**The problem**
Please return every line of the records below that holds the word "StimulusFeedback".

(Records provided)

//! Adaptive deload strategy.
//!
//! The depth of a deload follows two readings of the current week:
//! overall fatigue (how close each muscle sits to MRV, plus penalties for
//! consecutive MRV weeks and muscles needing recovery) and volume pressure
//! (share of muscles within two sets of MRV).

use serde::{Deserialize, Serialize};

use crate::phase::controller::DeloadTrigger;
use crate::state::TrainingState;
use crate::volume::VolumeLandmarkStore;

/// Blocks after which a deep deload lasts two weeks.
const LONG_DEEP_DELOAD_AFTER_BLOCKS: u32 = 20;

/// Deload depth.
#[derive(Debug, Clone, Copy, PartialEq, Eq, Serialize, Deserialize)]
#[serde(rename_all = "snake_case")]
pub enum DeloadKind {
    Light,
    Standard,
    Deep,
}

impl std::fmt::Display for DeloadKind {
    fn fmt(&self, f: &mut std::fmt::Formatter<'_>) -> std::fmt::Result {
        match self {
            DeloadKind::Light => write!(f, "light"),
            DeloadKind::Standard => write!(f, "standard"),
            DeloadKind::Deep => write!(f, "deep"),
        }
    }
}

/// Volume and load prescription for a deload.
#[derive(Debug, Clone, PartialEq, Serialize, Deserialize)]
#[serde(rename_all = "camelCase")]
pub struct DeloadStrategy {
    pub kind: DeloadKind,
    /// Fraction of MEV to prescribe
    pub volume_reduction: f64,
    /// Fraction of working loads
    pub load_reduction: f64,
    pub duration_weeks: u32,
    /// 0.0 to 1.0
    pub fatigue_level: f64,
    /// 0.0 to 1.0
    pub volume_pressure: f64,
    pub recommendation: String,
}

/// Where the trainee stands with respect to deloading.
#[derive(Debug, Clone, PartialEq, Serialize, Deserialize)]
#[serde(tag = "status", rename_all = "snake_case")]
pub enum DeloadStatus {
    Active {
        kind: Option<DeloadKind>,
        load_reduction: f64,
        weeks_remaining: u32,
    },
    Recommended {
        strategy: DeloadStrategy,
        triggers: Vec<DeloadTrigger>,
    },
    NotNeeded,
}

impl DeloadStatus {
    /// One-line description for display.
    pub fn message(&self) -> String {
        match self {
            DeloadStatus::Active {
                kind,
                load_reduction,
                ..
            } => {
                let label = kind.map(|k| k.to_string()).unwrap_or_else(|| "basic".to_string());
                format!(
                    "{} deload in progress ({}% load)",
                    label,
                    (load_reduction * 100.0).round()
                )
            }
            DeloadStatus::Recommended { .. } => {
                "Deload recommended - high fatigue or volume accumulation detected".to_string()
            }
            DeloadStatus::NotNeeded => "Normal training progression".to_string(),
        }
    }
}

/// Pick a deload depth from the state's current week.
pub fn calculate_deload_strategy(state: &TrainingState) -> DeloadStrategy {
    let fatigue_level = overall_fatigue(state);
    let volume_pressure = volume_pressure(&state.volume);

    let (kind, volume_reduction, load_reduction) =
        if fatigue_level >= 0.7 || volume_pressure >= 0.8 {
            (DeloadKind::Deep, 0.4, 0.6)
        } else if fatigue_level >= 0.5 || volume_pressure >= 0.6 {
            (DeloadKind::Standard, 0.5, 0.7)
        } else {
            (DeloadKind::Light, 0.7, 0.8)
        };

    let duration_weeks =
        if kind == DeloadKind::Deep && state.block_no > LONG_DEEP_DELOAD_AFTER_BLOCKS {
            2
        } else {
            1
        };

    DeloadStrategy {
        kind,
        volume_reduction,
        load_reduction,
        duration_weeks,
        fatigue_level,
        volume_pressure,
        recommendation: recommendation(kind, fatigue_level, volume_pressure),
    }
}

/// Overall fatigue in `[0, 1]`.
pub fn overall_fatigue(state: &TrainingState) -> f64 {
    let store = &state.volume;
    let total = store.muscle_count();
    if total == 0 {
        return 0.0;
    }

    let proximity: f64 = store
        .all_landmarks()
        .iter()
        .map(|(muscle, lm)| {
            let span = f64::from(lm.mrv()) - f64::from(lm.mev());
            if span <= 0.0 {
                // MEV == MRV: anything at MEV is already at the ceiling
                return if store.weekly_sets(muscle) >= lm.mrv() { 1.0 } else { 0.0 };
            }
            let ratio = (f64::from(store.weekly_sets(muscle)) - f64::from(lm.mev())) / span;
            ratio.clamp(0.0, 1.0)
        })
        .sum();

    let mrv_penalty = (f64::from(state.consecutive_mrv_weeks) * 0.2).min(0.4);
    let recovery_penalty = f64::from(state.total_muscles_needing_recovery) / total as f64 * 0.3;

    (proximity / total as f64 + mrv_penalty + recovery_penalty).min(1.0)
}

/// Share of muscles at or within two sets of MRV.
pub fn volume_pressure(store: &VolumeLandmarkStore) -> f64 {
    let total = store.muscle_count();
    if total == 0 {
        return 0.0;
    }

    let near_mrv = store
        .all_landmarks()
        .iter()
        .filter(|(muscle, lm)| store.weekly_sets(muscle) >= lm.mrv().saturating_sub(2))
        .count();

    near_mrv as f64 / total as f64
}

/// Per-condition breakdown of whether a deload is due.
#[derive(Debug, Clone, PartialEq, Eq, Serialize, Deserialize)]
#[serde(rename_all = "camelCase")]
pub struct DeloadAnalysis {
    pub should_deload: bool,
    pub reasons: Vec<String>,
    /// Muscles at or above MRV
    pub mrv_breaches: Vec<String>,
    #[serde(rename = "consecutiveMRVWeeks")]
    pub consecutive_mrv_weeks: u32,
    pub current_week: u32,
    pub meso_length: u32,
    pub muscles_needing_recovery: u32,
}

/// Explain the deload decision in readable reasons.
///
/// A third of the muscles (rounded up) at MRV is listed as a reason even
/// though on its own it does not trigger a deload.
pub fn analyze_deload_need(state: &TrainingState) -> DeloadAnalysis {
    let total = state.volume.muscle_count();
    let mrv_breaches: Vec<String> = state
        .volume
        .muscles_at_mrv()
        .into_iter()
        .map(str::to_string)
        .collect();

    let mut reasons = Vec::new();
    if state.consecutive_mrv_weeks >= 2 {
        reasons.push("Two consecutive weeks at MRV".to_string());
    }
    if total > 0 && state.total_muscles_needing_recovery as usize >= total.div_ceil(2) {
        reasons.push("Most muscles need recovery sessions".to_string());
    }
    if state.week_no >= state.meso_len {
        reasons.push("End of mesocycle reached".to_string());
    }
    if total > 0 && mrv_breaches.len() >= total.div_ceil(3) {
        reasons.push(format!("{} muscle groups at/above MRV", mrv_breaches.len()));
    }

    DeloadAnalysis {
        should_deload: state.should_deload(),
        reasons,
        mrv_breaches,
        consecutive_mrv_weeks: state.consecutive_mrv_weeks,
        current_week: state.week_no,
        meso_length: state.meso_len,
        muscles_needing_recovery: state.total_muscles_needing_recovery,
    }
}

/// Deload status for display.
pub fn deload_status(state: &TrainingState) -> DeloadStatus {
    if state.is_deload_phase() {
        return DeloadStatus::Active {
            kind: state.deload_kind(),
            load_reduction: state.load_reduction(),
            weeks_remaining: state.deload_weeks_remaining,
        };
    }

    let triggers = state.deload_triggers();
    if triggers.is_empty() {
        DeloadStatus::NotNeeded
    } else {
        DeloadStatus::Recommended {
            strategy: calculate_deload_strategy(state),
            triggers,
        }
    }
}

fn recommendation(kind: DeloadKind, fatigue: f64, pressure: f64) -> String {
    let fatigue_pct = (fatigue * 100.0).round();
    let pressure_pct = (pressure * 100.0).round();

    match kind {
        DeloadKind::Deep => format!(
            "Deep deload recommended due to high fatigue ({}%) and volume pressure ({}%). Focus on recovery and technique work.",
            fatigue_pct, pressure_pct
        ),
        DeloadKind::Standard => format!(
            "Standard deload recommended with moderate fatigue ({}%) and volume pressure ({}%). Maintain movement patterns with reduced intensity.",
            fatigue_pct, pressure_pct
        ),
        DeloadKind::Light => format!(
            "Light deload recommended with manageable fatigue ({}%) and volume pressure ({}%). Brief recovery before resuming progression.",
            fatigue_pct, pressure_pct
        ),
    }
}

(End Records provided)
(Records provided)

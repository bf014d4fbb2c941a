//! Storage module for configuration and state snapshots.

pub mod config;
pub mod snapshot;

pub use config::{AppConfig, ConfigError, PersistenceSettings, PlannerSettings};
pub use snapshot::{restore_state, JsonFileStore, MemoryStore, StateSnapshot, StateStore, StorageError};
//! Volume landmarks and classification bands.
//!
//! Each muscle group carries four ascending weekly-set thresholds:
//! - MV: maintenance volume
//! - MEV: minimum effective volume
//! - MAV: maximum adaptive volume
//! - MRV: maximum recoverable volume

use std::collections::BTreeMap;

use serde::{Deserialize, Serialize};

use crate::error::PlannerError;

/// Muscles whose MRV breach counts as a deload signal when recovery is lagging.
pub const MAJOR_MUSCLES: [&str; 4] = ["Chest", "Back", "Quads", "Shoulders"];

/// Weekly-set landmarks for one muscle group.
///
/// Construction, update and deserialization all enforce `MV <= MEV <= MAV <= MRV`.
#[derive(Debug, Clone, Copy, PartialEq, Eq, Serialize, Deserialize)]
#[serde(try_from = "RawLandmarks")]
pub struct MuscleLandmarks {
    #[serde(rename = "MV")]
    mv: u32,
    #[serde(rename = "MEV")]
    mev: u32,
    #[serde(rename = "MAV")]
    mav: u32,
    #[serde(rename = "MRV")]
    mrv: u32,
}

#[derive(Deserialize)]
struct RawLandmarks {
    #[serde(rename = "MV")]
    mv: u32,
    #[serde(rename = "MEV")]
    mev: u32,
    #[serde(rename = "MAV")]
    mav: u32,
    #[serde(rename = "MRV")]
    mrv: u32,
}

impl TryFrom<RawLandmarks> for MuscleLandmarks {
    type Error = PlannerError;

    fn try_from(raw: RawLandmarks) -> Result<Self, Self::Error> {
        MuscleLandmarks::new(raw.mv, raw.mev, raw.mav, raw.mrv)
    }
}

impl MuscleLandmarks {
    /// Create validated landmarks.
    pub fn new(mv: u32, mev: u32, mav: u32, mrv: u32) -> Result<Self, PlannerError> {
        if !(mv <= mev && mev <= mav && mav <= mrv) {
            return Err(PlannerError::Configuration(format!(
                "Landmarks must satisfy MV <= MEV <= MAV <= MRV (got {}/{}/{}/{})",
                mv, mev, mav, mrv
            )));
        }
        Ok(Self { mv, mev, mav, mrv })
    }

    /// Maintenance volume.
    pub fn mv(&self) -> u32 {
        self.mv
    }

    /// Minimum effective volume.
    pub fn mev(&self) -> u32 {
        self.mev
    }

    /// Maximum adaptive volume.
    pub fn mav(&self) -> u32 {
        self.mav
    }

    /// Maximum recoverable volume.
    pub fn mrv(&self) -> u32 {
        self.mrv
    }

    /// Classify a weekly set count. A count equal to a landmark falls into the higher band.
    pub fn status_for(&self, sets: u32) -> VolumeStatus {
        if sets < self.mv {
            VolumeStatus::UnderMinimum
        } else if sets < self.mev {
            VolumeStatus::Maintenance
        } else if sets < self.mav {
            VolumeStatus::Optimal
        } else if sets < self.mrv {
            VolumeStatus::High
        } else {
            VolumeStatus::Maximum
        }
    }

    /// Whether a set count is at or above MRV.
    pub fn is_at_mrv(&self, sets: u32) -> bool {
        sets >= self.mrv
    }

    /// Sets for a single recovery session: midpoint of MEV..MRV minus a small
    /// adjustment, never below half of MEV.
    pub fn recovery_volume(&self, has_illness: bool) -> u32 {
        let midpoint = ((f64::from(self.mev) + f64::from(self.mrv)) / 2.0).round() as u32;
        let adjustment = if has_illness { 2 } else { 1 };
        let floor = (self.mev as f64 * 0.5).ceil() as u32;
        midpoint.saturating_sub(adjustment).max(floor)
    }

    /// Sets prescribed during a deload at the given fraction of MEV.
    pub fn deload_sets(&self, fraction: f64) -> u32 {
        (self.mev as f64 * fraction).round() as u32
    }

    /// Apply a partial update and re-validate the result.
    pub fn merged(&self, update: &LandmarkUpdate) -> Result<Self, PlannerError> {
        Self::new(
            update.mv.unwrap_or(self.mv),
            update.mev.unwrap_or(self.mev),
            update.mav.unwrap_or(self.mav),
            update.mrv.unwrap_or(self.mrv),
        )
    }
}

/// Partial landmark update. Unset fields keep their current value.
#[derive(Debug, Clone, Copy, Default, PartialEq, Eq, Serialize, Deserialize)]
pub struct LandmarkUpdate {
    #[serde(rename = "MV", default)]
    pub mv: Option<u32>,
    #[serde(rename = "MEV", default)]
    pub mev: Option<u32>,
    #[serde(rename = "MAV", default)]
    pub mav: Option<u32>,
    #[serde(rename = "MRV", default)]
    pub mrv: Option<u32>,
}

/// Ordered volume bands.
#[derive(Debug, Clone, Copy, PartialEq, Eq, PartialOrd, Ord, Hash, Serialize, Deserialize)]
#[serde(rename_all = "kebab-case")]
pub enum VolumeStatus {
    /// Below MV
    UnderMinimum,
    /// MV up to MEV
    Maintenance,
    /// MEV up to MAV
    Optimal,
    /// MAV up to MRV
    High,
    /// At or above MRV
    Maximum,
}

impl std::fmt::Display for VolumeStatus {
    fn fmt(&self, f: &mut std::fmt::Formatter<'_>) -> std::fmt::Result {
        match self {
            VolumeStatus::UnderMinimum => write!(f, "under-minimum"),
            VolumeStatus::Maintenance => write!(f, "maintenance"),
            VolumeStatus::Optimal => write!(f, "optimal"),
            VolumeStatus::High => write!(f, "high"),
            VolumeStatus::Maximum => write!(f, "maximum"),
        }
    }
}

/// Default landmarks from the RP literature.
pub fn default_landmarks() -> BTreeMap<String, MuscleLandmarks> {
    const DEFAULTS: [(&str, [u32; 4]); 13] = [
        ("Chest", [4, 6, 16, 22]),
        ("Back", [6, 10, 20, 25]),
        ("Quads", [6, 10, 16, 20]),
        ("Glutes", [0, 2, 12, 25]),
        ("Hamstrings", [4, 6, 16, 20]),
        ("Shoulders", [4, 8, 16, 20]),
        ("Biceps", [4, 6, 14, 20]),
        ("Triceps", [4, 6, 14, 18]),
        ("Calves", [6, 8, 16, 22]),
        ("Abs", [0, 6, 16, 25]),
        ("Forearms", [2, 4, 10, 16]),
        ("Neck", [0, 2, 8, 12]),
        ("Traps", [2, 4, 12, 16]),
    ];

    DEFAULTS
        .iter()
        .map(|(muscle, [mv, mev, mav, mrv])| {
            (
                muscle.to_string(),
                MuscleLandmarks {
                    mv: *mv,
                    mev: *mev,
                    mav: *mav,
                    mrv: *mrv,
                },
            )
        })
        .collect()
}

(End Records provided)
(Records provided)

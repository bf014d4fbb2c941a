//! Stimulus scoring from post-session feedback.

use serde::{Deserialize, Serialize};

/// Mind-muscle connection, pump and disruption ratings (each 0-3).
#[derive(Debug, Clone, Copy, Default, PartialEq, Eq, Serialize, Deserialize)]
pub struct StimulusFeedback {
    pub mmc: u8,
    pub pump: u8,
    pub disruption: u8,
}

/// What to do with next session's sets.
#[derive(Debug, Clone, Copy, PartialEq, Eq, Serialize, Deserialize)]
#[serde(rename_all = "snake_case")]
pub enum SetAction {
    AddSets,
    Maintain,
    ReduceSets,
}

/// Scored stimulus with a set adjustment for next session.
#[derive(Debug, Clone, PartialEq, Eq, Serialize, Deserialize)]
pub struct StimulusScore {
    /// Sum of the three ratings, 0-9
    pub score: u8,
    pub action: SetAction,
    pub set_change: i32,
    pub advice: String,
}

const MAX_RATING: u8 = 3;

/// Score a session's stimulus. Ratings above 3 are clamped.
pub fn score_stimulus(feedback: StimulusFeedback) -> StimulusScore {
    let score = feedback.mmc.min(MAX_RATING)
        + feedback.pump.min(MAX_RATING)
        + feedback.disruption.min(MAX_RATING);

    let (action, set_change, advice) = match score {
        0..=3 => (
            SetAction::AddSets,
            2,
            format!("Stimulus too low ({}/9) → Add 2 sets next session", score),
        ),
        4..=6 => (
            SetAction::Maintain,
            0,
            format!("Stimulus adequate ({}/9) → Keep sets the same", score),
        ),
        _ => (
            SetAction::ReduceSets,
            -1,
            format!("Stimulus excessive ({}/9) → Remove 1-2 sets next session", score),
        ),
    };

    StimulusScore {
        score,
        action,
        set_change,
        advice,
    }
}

(End Records provided)

**Exercise output**
pub struct StimulusFeedback {
pub fn score_stimulus(feedback: StimulusFeedback) -> StimulusScore {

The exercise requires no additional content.